Consonanti[modifica]

Le consonanti si pronunciano nel seguente modo:

  • γ: ha sempre suono gutturale, ma quando si trova prima di γ, κ, ξ, χ, si pronuncia come la n italiana di panca.
  • κ: ha sempre suono gutturale.
  • ζ: ha suono dolce come "zaino".
  • θ: propriamente sarebbe un'occlusiva aspirata [tʰ]; nella prassi scolastica si pronuncia come il gruppo "th" nella parola inglese "think", come nel greco moderno.

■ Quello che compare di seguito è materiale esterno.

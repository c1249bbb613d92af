//! Load-once dataset handle and the immutable filtered views taken from it.

use chrono::{Datelike, NaiveDate};
use std::collections::BTreeSet;

use crate::error::AnalyticsError;
use crate::normalize;
use crate::types::{Field, FieldSet, Filter, InboundRecord, Record};

/// Read-only record set shared by every analysis pass.
#[derive(Debug, Clone)]
pub struct Dataset {
  records: Vec<Record>,
  fields: FieldSet,
}

impl Dataset {
  /// Build from canonical records. An optional field counts as present when
  /// at least one record carries it.
  pub fn new(records: Vec<Record>) -> Self {
    let mut fields: FieldSet = [Field::Timestamp, Field::Category].into_iter().collect();
    for r in &records {
      if r.status.is_some() {
        fields.insert(Field::Status);
      }
      if r.hour.is_some() {
        fields.insert(Field::Hour);
      }
      if r.day_of_week.is_some() {
        fields.insert(Field::DayOfWeek);
      }
      if r.size_remote.is_some() {
        fields.insert(Field::SizeRemote);
      }
      if r.size_local.is_some() {
        fields.insert(Field::SizeLocal);
      }
    }
    tracing::debug!(records = records.len(), ?fields, "dataset loaded");
    Self { records, fields }
  }

  pub fn from_inbound(raw: &[InboundRecord]) -> Result<Self, AnalyticsError> {
    Ok(Self::new(normalize::normalize_records(raw)?))
  }

  pub fn records(&self) -> &[Record] {
    &self.records
  }

  pub fn len(&self) -> usize {
    self.records.len()
  }

  pub fn is_empty(&self) -> bool {
    self.records.is_empty()
  }

  pub fn fields(&self) -> &FieldSet {
    &self.fields
  }

  /// Distinct categories, ascending.
  pub fn categories(&self) -> Vec<&str> {
    let set: BTreeSet<&str> = self.records.iter().map(|r| r.category.as_str()).collect();
    set.into_iter().collect()
  }

  pub fn date_bounds(&self) -> Option<(NaiveDate, NaiveDate)> {
    bounds(self.records.iter())
  }

  /// Unfiltered view over every record.
  pub fn all(&self) -> View<'_> {
    self.view(&Filter::default())
  }

  /// New view holding the records that match `filter`.
  pub fn view(&self, filter: &Filter) -> View<'_> {
    View {
      records: self.records.iter().filter(|r| matches(filter, r)).collect(),
      fields: &self.fields,
      filter: filter.clone(),
    }
  }
}

/// Immutable subset of a dataset's records.
#[derive(Debug, Clone)]
pub struct View<'a> {
  records: Vec<&'a Record>,
  fields: &'a FieldSet,
  filter: Filter,
}

impl<'a> View<'a> {
  pub fn records(&self) -> &[&'a Record] {
    &self.records
  }

  pub fn len(&self) -> usize {
    self.records.len()
  }

  pub fn is_empty(&self) -> bool {
    self.records.is_empty()
  }

  pub fn fields(&self) -> &FieldSet {
    self.fields
  }

  /// The selection this view was produced by.
  pub fn filter(&self) -> &Filter {
    &self.filter
  }

  /// Narrow this view further; the result holds records matching both selections.
  pub fn refine(&self, filter: &Filter) -> View<'a> {
    View {
      records: self
        .records
        .iter()
        .copied()
        .filter(|r| matches(filter, r))
        .collect(),
      fields: self.fields,
      filter: filter.clone(),
    }
  }

  /// Distinct categories, ascending.
  pub fn categories(&self) -> Vec<&'a str> {
    let set: BTreeSet<&'a str> = self.records.iter().map(|r| r.category.as_str()).collect();
    set.into_iter().collect()
  }

  pub fn distinct_dates(&self) -> usize {
    self
      .records
      .iter()
      .map(|r| r.timestamp)
      .collect::<BTreeSet<_>>()
      .len()
  }

  pub fn date_bounds(&self) -> Option<(NaiveDate, NaiveDate)> {
    bounds(self.records.iter().copied())
  }
}

fn matches(filter: &Filter, record: &Record) -> bool {
  filter.category.matches(&record.category)
    && filter.from.map_or(true, |f| record.timestamp >= f)
    && filter.to.map_or(true, |t| record.timestamp <= t)
    && filter.month.map_or(true, |m| record.timestamp.month() == m)
}

fn bounds<'r>(records: impl Iterator<Item = &'r Record>) -> Option<(NaiveDate, NaiveDate)> {
  records.fold(None, |acc, r| match acc {
    None => Some((r.timestamp, r.timestamp)),
    Some((lo, hi)) => Some((lo.min(r.timestamp), hi.max(r.timestamp))),
  })
}
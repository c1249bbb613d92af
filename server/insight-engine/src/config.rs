//! Engine configuration with sane defaults.
//!
//! Every threshold is a heuristic judgment call; callers may override any of
//! them per request (missing keys keep their default).

use serde::{Deserialize, Serialize};

use crate::error::AnalyticsError;

/// Tunable thresholds for the analytics heuristics.
#[derive(Debug, Clone, PartialEq, Serialize, Deserialize)]
#[serde(default)]
pub struct Config {
  /// Trailing window (points) for the daily moving average.
  pub moving_average_window: usize,
  /// Percent change beyond which the overall trend is growth/decline.
  pub trend_threshold_pct: f64,
  /// Fraction of points compared at each end by the segment trend.
  pub segment_fraction: f64,
  /// Minimum points required by the segment trend.
  pub segment_min_points: usize,
  /// Percent change beyond which a category trend is growth/decline.
  pub category_trend_threshold_pct: f64,
  /// Distinct dates the view must exceed before per-category trends run.
  pub category_trend_min_dates: usize,
  /// Coefficient of variation (%) above which a series is volatile.
  pub volatility_threshold_pct: f64,
  /// Trailing points considered by the short-horizon forecast.
  pub forecast_lookback: usize,
  /// Relative gap between forecast and weekday history that flags divergence.
  pub forecast_divergence_ratio: f64,
  /// Sigma multiple that flags a point as anomalous.
  pub anomaly_sigma: f64,
  /// Sigma multiple above which an anomaly is high severity.
  pub high_severity_sigma: f64,
  /// IQR multiplier for size outlier bounds.
  pub iqr_multiplier: f64,
  /// Fraction of the mean below which a day is a likely outage.
  pub low_volume_fraction: f64,
  /// Multiplier of the daily mean under which a day counts as a drop.
  pub drop_multiplier: f64,
  /// Multiplier of the daily mean over which a day counts as a peak.
  pub peak_multiplier: f64,
  /// Minimum consistency ratio (0..1) to report a weekday pattern.
  pub pattern_consistency: f64,
  /// Magnitude (%) above which a weekday pattern is pronounced.
  pub pronounced_pct: f64,
  /// Business window, inclusive start hour.
  pub business_start_hour: u8,
  /// Business window, inclusive end hour.
  pub business_end_hour: u8,
  /// Fraction of the hourly mean under which an hour is a maintenance window.
  pub maintenance_fraction: f64,
  /// Multiplier of the hourly mean over which an hour is a peak hour.
  pub peak_hour_multiplier: f64,
  /// Overnight share (%) above which overnight processing is heavy.
  pub heavy_overnight_pct: f64,
  /// Correlation below which two categories compete.
  pub competing_correlation: f64,
  /// Correlation above which two categories co-move.
  pub co_moving_correlation: f64,
}

impl Default for Config {
  fn default() -> Self {
    Self {
      moving_average_window: 7,
      trend_threshold_pct: 10.0,
      segment_fraction: 1.0 / 3.0,
      segment_min_points: 4,
      category_trend_threshold_pct: 5.0,
      category_trend_min_dates: 7,
      volatility_threshold_pct: 30.0,
      forecast_lookback: 7,
      forecast_divergence_ratio: 0.2,
      anomaly_sigma: 2.0,
      high_severity_sigma: 3.0,
      iqr_multiplier: 1.5,
      low_volume_fraction: 0.10,
      drop_multiplier: 0.85,
      peak_multiplier: 1.15,
      pattern_consistency: 0.5,
      pronounced_pct: 20.0,
      business_start_hour: 8,
      business_end_hour: 18,
      maintenance_fraction: 0.5,
      peak_hour_multiplier: 1.3,
      heavy_overnight_pct: 40.0,
      competing_correlation: -0.3,
      co_moving_correlation: 0.7,
    }
  }
}

/// Largest `category_trend_min_dates` accepted (ten years of daily points).
const MAX_CATEGORY_TREND_DATES: usize = 3650;

impl Config {
  /// Reject threshold combinations the heuristics cannot work with.
  /// Comparisons are written so that NaN fails them.
  pub fn validate(&self) -> Result<(), AnalyticsError> {
    let fail = |field: &'static str, reason: &'static str| -> Result<(), AnalyticsError> {
      Err(AnalyticsError::invalid_config(field, reason))
    };

    if self.moving_average_window == 0 {
      return fail("moving_average_window", "must be at least 1");
    }
    if !(self.segment_fraction > 0.0 && self.segment_fraction <= 0.5) {
      return fail("segment_fraction", "must be in (0, 0.5]");
    }
    if self.segment_min_points < 2 {
      return fail("segment_min_points", "must be at least 2");
    }
    if self.category_trend_min_dates > MAX_CATEGORY_TREND_DATES {
      return fail("category_trend_min_dates", "must be at most 3650");
    }
    if self.forecast_lookback < 3 {
      return fail("forecast_lookback", "must be at least 3");
    }
    if !(self.forecast_divergence_ratio > 0.0 && self.forecast_divergence_ratio.is_finite()) {
      return fail("forecast_divergence_ratio", "must be positive and finite");
    }
    if !(self.anomaly_sigma > 0.0
      && self.high_severity_sigma >= self.anomaly_sigma
      && self.high_severity_sigma.is_finite())
    {
      return fail("high_severity_sigma", "sigma thresholds must be positive and ordered");
    }
    if !(self.iqr_multiplier > 0.0 && self.iqr_multiplier.is_finite()) {
      return fail("iqr_multiplier", "must be positive and finite");
    }
    if !(self.low_volume_fraction > 0.0 && self.low_volume_fraction < 1.0) {
      return fail("low_volume_fraction", "must be in (0, 1)");
    }
    if !(self.drop_multiplier < 1.0 && self.peak_multiplier > 1.0 && self.peak_multiplier.is_finite()) {
      return fail("drop_multiplier", "drop multiplier must be < 1 and peak multiplier > 1");
    }
    if !(0.0..=1.0).contains(&self.pattern_consistency) {
      return fail("pattern_consistency", "must be in [0, 1]");
    }
    if self.business_start_hour > self.business_end_hour || self.business_end_hour > 23 {
      return fail("business_end_hour", "business window must satisfy start <= end <= 23");
    }
    if !(self.maintenance_fraction > 0.0 && self.maintenance_fraction <= 1.0) {
      return fail("maintenance_fraction", "must be in (0, 1]");
    }
    if !(self.peak_hour_multiplier > 1.0 && self.peak_hour_multiplier.is_finite()) {
      return fail("peak_hour_multiplier", "must be above 1 and finite");
    }
    if !(self.competing_correlation < self.co_moving_correlation) {
      return fail("competing_correlation", "must be below co_moving_correlation");
    }
    Ok(())
  }
}

#[cfg(test)]
mod tests {
  use super::*;

  #[test]
  fn defaults_are_valid() {
    assert!(Config::default().validate().is_ok());
  }

  #[test]
  fn partial_override_keeps_other_defaults() {
    let config: Config = serde_json::from_str(r#"{"trend_threshold_pct": 25.0}"#).unwrap();
    assert_eq!(config.trend_threshold_pct, 25.0);
    assert_eq!(config.moving_average_window, 7);
    assert_eq!(config.drop_multiplier, 0.85);
  }

  #[test]
  fn inverted_business_window_rejected() {
    let config = Config {
      business_start_hour: 19,
      business_end_hour: 8,
      ..Config::default()
    };
    let err = config.validate().unwrap_err();
    assert!(err.to_string().contains("business_end_hour"));
  }

  #[test]
  fn zero_window_rejected() {
    let config = Config {
      moving_average_window: 0,
      ..Config::default()
    };
    assert!(config.validate().is_err());
  }

  fn rejected_field(config: Config) -> Option<String> {
    config.validate().err().and_then(|e| e.field())
  }

  #[test]
  fn huge_category_trend_min_dates_rejected() {
    let config = Config {
      category_trend_min_dates: usize::MAX,
      ..Config::default()
    };
    assert_eq!(rejected_field(config).as_deref(), Some("config.category_trend_min_dates"));

    let at_cap = Config {
      category_trend_min_dates: MAX_CATEGORY_TREND_DATES,
      ..Config::default()
    };
    assert!(at_cap.validate().is_ok());
  }

  #[test]
  fn single_point_segments_rejected() {
    let config = Config {
      segment_min_points: 1,
      ..Config::default()
    };
    assert_eq!(rejected_field(config).as_deref(), Some("config.segment_min_points"));
  }

  #[test]
  fn low_volume_fraction_out_of_range_rejected() {
    for bad in [0.0, 1.0, -0.2, f64::NAN] {
      let config = Config {
        low_volume_fraction: bad,
        ..Config::default()
      };
      assert_eq!(rejected_field(config).as_deref(), Some("config.low_volume_fraction"), "{}", bad);
    }
  }

  #[test]
  fn maintenance_fraction_out_of_range_rejected() {
    for bad in [0.0, 1.5, f64::NAN] {
      let config = Config {
        maintenance_fraction: bad,
        ..Config::default()
      };
      assert_eq!(rejected_field(config).as_deref(), Some("config.maintenance_fraction"), "{}", bad);
    }
    let full = Config {
      maintenance_fraction: 1.0,
      ..Config::default()
    };
    assert!(full.validate().is_ok());
  }

  #[test]
  fn non_positive_iqr_multiplier_rejected() {
    for bad in [0.0, -1.5, f64::INFINITY] {
      let config = Config {
        iqr_multiplier: bad,
        ..Config::default()
      };
      assert_eq!(rejected_field(config).as_deref(), Some("config.iqr_multiplier"), "{}", bad);
    }
  }

  #[test]
  fn peak_hour_multiplier_must_exceed_one() {
    for bad in [1.0, 0.8, f64::NAN] {
      let config = Config {
        peak_hour_multiplier: bad,
        ..Config::default()
      };
      assert_eq!(rejected_field(config).as_deref(), Some("config.peak_hour_multiplier"), "{}", bad);
    }
  }

  #[test]
  fn non_positive_divergence_ratio_rejected() {
    for bad in [0.0, -0.2, f64::NAN] {
      let config = Config {
        forecast_divergence_ratio: bad,
        ..Config::default()
      };
      assert_eq!(
        rejected_field(config).as_deref(),
        Some("config.forecast_divergence_ratio"),
        "{}",
        bad
      );
    }
  }
}
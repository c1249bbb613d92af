//! Normalize inbound records and filters into canonical internal models.

use chrono::{DateTime, NaiveDate, NaiveDateTime, Weekday};

use crate::error::AnalyticsError;
use crate::types::*;

/// Parse and validate every inbound record. The first failure names the
/// record index and field, e.g. `records[3].timestamp`.
pub fn normalize_records(raw: &[InboundRecord]) -> Result<Vec<Record>, AnalyticsError> {
  raw
    .iter()
    .enumerate()
    .map(|(i, r)| normalize_record(i, r))
    .collect()
}

fn normalize_record(index: usize, raw: &InboundRecord) -> Result<Record, AnalyticsError> {
  let missing = |field: &'static str| AnalyticsError::MissingField {
    record: index,
    field,
  };
  let invalid = |field: &'static str, reason: String| AnalyticsError::InvalidRecordValue {
    record: index,
    field,
    reason,
  };

  let timestamp = match raw.timestamp.as_deref().map(str::trim) {
    Some(s) if !s.is_empty() => parse_date(s).ok_or_else(|| AnalyticsError::UnparseableTimestamp {
      record: index,
      value: s.to_string(),
    })?,
    _ => return Err(missing("timestamp")),
  };

  let category = match raw.category.as_deref().map(str::trim) {
    Some(c) if !c.is_empty() => c.to_string(),
    _ => return Err(missing("category")),
  };

  let hour = match raw.hour {
    Some(h) if (0..=23).contains(&h) => Some(h as u8),
    Some(h) => return Err(invalid("hour", format!("{} is outside 0..=23", h))),
    None => None,
  };

  let day_of_week = match raw.day_of_week.as_deref().map(str::trim) {
    Some(d) if !d.is_empty() => Some(
      d.parse::<Weekday>()
        .map_err(|_| invalid("day_of_week", format!("unknown weekday {:?}", d)))?,
    ),
    _ => None,
  };

  let status = raw
    .status
    .as_deref()
    .map(str::trim)
    .filter(|s| !s.is_empty())
    .map(str::to_string);

  Ok(Record {
    timestamp,
    category,
    status,
    hour,
    day_of_week,
    size_remote: raw.size_remote,
    size_local: raw.size_local,
  })
}

/// Validate a filter selection.
pub fn normalize_filter(raw: &InboundFilter) -> Result<Filter, AnalyticsError> {
  let category = match raw.category.as_deref().map(str::trim) {
    None | Some("") => CategoryFilter::All,
    Some(c) if c.eq_ignore_ascii_case("all") => CategoryFilter::All,
    Some(c) => CategoryFilter::Only(c.to_string()),
  };

  let bound = |value: &Option<String>, name: &'static str| -> Result<Option<NaiveDate>, AnalyticsError> {
    match value.as_deref().map(str::trim) {
      None | Some("") => Ok(None),
      Some(s) => parse_date(s)
        .map(Some)
        .ok_or_else(|| AnalyticsError::invalid_filter(name, format!("unparseable date {:?}", s))),
    }
  };
  let from = bound(&raw.from, "from")?;
  let to = bound(&raw.to, "to")?;

  if let (Some(f), Some(t)) = (from, to) {
    if f > t {
      return Err(AnalyticsError::invalid_filter("from", "must not be after filter.to"));
    }
  }

  if let Some(m) = raw.month {
    if !(1..=12).contains(&m) {
      return Err(AnalyticsError::invalid_filter("month", "expected 1..=12"));
    }
  }

  Ok(Filter {
    category,
    from,
    to,
    month: raw.month,
  })
}

/// Calendar date of a timestamp, as written (no timezone shift).
pub fn parse_date(s: &str) -> Option<NaiveDate> {
  if let Ok(d) = NaiveDate::parse_from_str(s, "%Y-%m-%d") {
    return Some(d);
  }
  for fmt in ["%Y-%m-%d %H:%M:%S", "%Y-%m-%dT%H:%M:%S", "%Y-%m-%d %H:%M:%S%.f"] {
    if let Ok(dt) = NaiveDateTime::parse_from_str(s, fmt) {
      return Some(dt.date());
    }
  }
  DateTime::parse_from_rfc3339(s)
    .ok()
    .map(|dt| dt.date_naive())
}
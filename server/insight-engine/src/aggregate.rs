//! Grouping, breakdowns and summary metrics over a filtered view.

use chrono::{Datelike, NaiveDate, Weekday};
use std::collections::{BTreeMap, BTreeSet};

use crate::stats;
use crate::types::*;

/// Coefficient of variation (%) under which day-to-day volume is steady.
const STEADY_CV_PCT: f64 = 15.0;
/// Max-min range (% of mean) under which the spread is controlled.
const CONTROLLED_RANGE_PCT: f64 = 30.0;
/// Share of days above the mean beyond which volume is rising / falling.
const RISING_ABOVE_PCT: f64 = 60.0;
const FALLING_ABOVE_PCT: f64 = 40.0;

pub const WEEK: [Weekday; 7] = [
  Weekday::Mon,
  Weekday::Tue,
  Weekday::Wed,
  Weekday::Thu,
  Weekday::Fri,
  Weekday::Sat,
  Weekday::Sun,
];

/// Count items per key, ordered by key.
pub fn group_count<T, K, F>(items: impl IntoIterator<Item = T>, mut key: F) -> BTreeMap<K, u64>
where
  K: Ord,
  F: FnMut(&T) -> K,
{
  let mut out = BTreeMap::new();
  for item in items {
    *out.entry(key(&item)).or_insert(0) += 1;
  }
  out
}

/// (date, count) pairs, ascending by date.
pub fn daily_aggregate(records: &[&Record]) -> Vec<DailyCount> {
  group_count(records.iter(), |r| r.timestamp)
    .into_iter()
    .map(|(date, count)| DailyCount { date, count })
    .collect()
}

pub fn values(series: &[DailyCount]) -> Vec<f64> {
  series.iter().map(|d| d.count as f64).collect()
}

pub fn category_counts(records: &[&Record]) -> BTreeMap<String, u64> {
  group_count(records.iter(), |r| r.category.clone())
}

/// Attach percentages (2 decimals) to category counts, largest first.
pub fn share_of(counts: &BTreeMap<String, u64>) -> Vec<CategoryShare> {
  let total: u64 = counts.values().sum();
  let mut out: Vec<CategoryShare> = counts
    .iter()
    .map(|(category, &count)| CategoryShare {
      category: category.clone(),
      count,
      share: stats::percent(count as f64, total as f64)
        .map(stats::round2)
        .unwrap_or(0.0),
    })
    .collect();
  out.sort_by(|a, b| b.count.cmp(&a.count).then_with(|| a.category.cmp(&b.category)));
  out
}

/// Share of status-bearing records whose status looks like a success.
/// None when no record carries a status.
pub fn success_rate(records: &[&Record]) -> Option<f64> {
  let (ok, seen) = records
    .iter()
    .filter_map(|r| r.is_success())
    .fold((0usize, 0usize), |(ok, seen), s| (ok + s as usize, seen + 1));
  stats::percent(ok as f64, seen as f64)
}

/// Weekday of each date, taken from the first record of that date carrying one.
pub fn date_weekdays(records: &[&Record]) -> BTreeMap<NaiveDate, Weekday> {
  let mut out = BTreeMap::new();
  for r in records {
    if let Some(wd) = r.day_of_week {
      out.entry(r.timestamp).or_insert(wd);
    }
  }
  out
}

/// Counts per weekday present in the view, Monday first.
pub fn weekday_counts(records: &[&Record]) -> Vec<WeekdayCount> {
  let counts = group_count(records.iter().filter_map(|r| r.day_of_week), |wd| {
    wd.num_days_from_monday()
  });
  let mut dates: BTreeMap<u32, BTreeSet<NaiveDate>> = BTreeMap::new();
  for r in records {
    if let Some(wd) = r.day_of_week {
      dates
        .entry(wd.num_days_from_monday())
        .or_default()
        .insert(r.timestamp);
    }
  }

  WEEK
    .iter()
    .filter_map(|&weekday| {
      let idx = weekday.num_days_from_monday();
      let count = *counts.get(&idx)?;
      let occurrences = dates.get(&idx).map_or(0, BTreeSet::len);
      Some(WeekdayCount {
        weekday,
        count,
        occurrences,
        mean_per_occurrence: if occurrences == 0 {
          0.0
        } else {
          count as f64 / occurrences as f64
        },
      })
    })
    .collect()
}

pub fn day_of_month_counts(records: &[&Record]) -> Vec<DayOfMonthCount> {
  group_count(records.iter(), |r| r.timestamp.day())
    .into_iter()
    .map(|(day, count)| DayOfMonthCount { day, count })
    .collect()
}

/// Counts per hour present in the view, ascending.
pub fn hour_counts(records: &[&Record]) -> Vec<HourCount> {
  group_count(records.iter().filter_map(|r| r.hour), |h| *h)
    .into_iter()
    .map(|(hour, count)| HourCount { hour, count })
    .collect()
}

/// Headline statistics of a daily series; None when empty.
pub fn daily_summary(series: &[DailyCount]) -> Option<DailySummary> {
  let first = *series.first()?;
  let vals = values(series);
  let mean = stats::mean(&vals)?;
  let std_dev = stats::sample_std(&vals).unwrap_or(0.0);

  // First occurrence wins on ties.
  let (max, min) = series.iter().fold((first, first), |(max, min), d| {
    (
      if d.count > max.count { *d } else { max },
      if d.count < min.count { *d } else { min },
    )
  });

  let coefficient_of_variation_pct = stats::percent(std_dev, mean).unwrap_or(0.0);
  let range_pct = stats::percent((max.count - min.count) as f64, mean).unwrap_or(0.0);
  let days_above_mean = vals.iter().filter(|&&v| v > mean).count();
  let above_mean_pct = days_above_mean as f64 / series.len() as f64 * 100.0;

  Some(DailySummary {
    days: series.len(),
    mean,
    std_dev,
    max,
    min,
    coefficient_of_variation_pct,
    stability: if coefficient_of_variation_pct < STEADY_CV_PCT {
      Stability::Steady
    } else {
      Stability::Variable
    },
    range_pct,
    range: if range_pct < CONTROLLED_RANGE_PCT {
      RangeClass::Controlled
    } else {
      RangeClass::Wide
    },
    days_above_mean,
    above_mean_pct,
    balance: if above_mean_pct > RISING_ABOVE_PCT {
      DayBalance::Rising
    } else if above_mean_pct < FALLING_ABOVE_PCT {
      DayBalance::Falling
    } else {
      DayBalance::Balanced
    },
  })
}

/// Days with data against calendar days between the first and last date.
pub fn coverage(series: &[DailyCount]) -> Option<Coverage> {
  let first = series.first()?.date;
  let last = series.last()?.date;
  let days_in_range = (last - first).num_days() as usize + 1;
  let days_with_data = series.len();
  Some(Coverage {
    first,
    last,
    days_with_data,
    days_in_range,
    availability_pct: days_with_data as f64 / days_in_range as f64 * 100.0,
    missing_days: days_in_range - days_with_data,
  })
}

  • χ: propriamente sarebbe un'occlusiva aspirata [kʰ]; nella prassi scolastica si pronuncia come la c aspirata in toscano o il ch tedesco, come in greco moderno.
  • φ: propriamente sarebbe un'occlusiva aspirata [pʰ]; nella prassi scolastica si pronuncia come la f italiana, come in greco moderno.
  • τ: si pronuncia come la t italiana.
  • ξ: si pronuncia come la x latina.
  • ψ: scrive le due consonanti ps come in psicologia.